Further challenges have arisen because of the need to balance self-protection against fair use. A perceived overbalance towards protection (in the form of media that cannot be backed-up, cannot be played on multiple systems by the owner, or contains rootkits[1] or irksome security systems inserted by manufacturers) has led to a backlash against protection systems in some quarters. For example, the first crack of AACS was inspired by a perceived unfair restriction on owner usage.[2]

Attacks on peer-to-peer networks

Many peer-to-peer networks are under constant attack by people with a variety of motives.

Examples include:

  • poisoning attacks (e.g. providing files whose contents are different from the description, aka "spoofing")
  • polluting attacks (e.g. inserting "bad" chunks/packets into an otherwise valid file on the network)
  • defection attacks (users or software that make use of the network without contributing resources to it)
  • insertion of viruses to carried data (e.g. downloaded or carried files may be infected with viruses or other malware)
  • malware in the peer-to-peer network software itself (e.g. distributed software may contain spyware)
  • denial of service attacks (attacks that may make the network run very slowly or break completely)
  • filtering (network operators may attempt to prevent peer-to-peer network data from being carried)
  • identity attacks (e.g. tracking down the users of the network and harassing or legally attacking them)
  • spamming (e.g. sending unsolicited information across the network- not necessarily as a denial of service attack)

Risks

Some file sharing software comes bundled with malware such as spyware or adware. Sometimes this malware remains installed on the system even if the original file sharing software is removed, and can be very difficult to eliminate. In many cases such malware can interfere with the correct operation of web browsers, anti-virus software, anti-spyware and software firewalls, and can cause degraded performance on affected systems. Such malware is typically bundled with proprietary software, and not those in open source. In most cases it is possible to easily remove adware and spyware by running spyware removal programs. Such programs can often remove malware without influencing the functionality of the file sharing software.

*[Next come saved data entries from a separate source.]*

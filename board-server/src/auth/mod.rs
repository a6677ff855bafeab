use async_trait::async_trait;
use serde::{Deserialize, Serialize};
use thiserror::Error;

pub mod google;
pub mod session;

pub use google::GoogleIdentityProvider;
pub use session::{AdminSession, SessionStore, SESSION_COOKIE};

/// Identity returned by the provider after a successful code exchange.
#[derive(Debug, Clone, Serialize, Deserialize)]
pub struct VerifiedIdentity {
    pub email: String,
    pub email_verified: bool,
    pub name: Option<String>,
}

#[derive(Debug, Error)]
pub enum OAuthError {
    #[error("Failed to exchange token: {0}")]
    TokenExchange(String),

    #[error("Failed to fetch user info: {0}")]
    UserInfoFetch(String),

    #[error("Configuration error: {0}")]
    ConfigError(String),
}

/// OAuth2 authorization-code provider used to identify the admin.
#[async_trait]
pub trait IdentityProvider: Send + Sync {
    /// URL the browser is sent to; `state` comes back on the callback.
    fn authorization_url(&self, state: &str) -> Result<String, OAuthError>;

    /// Trades an authorization code for the account's identity.
    async fn exchange_code(&self, code: &str) -> Result<VerifiedIdentity, OAuthError>;
}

Some are also concerned about the use of file sharing systems to distribute child pornography, inflammatory literature, and illegal or unpopular material. Novice users may find it difficult to obtain information on which networks are "safe" for them to use. However, experienced users know that there is only one way to get in contact with such material: You have to actively search for it.[3] Therefore they recommend not to search for illegal material.

See also

References

  1. ^ See 2005 Sony BMG CD copy protection scandal.
  2. ^ By "Muslix64", written on doom9's forum. See original post and the ensuing AACS encryption key controversy.
  3. ^ Morris, Alan (2003-08-22). "Testimony of Mr. Alan Morris about Pornography, Technology and Process: Problems and Solutions on Peer-to-Peer Networks". United States Senate, Committee on the Judiciary, Washington, DC. Retrieved 2006-11-20.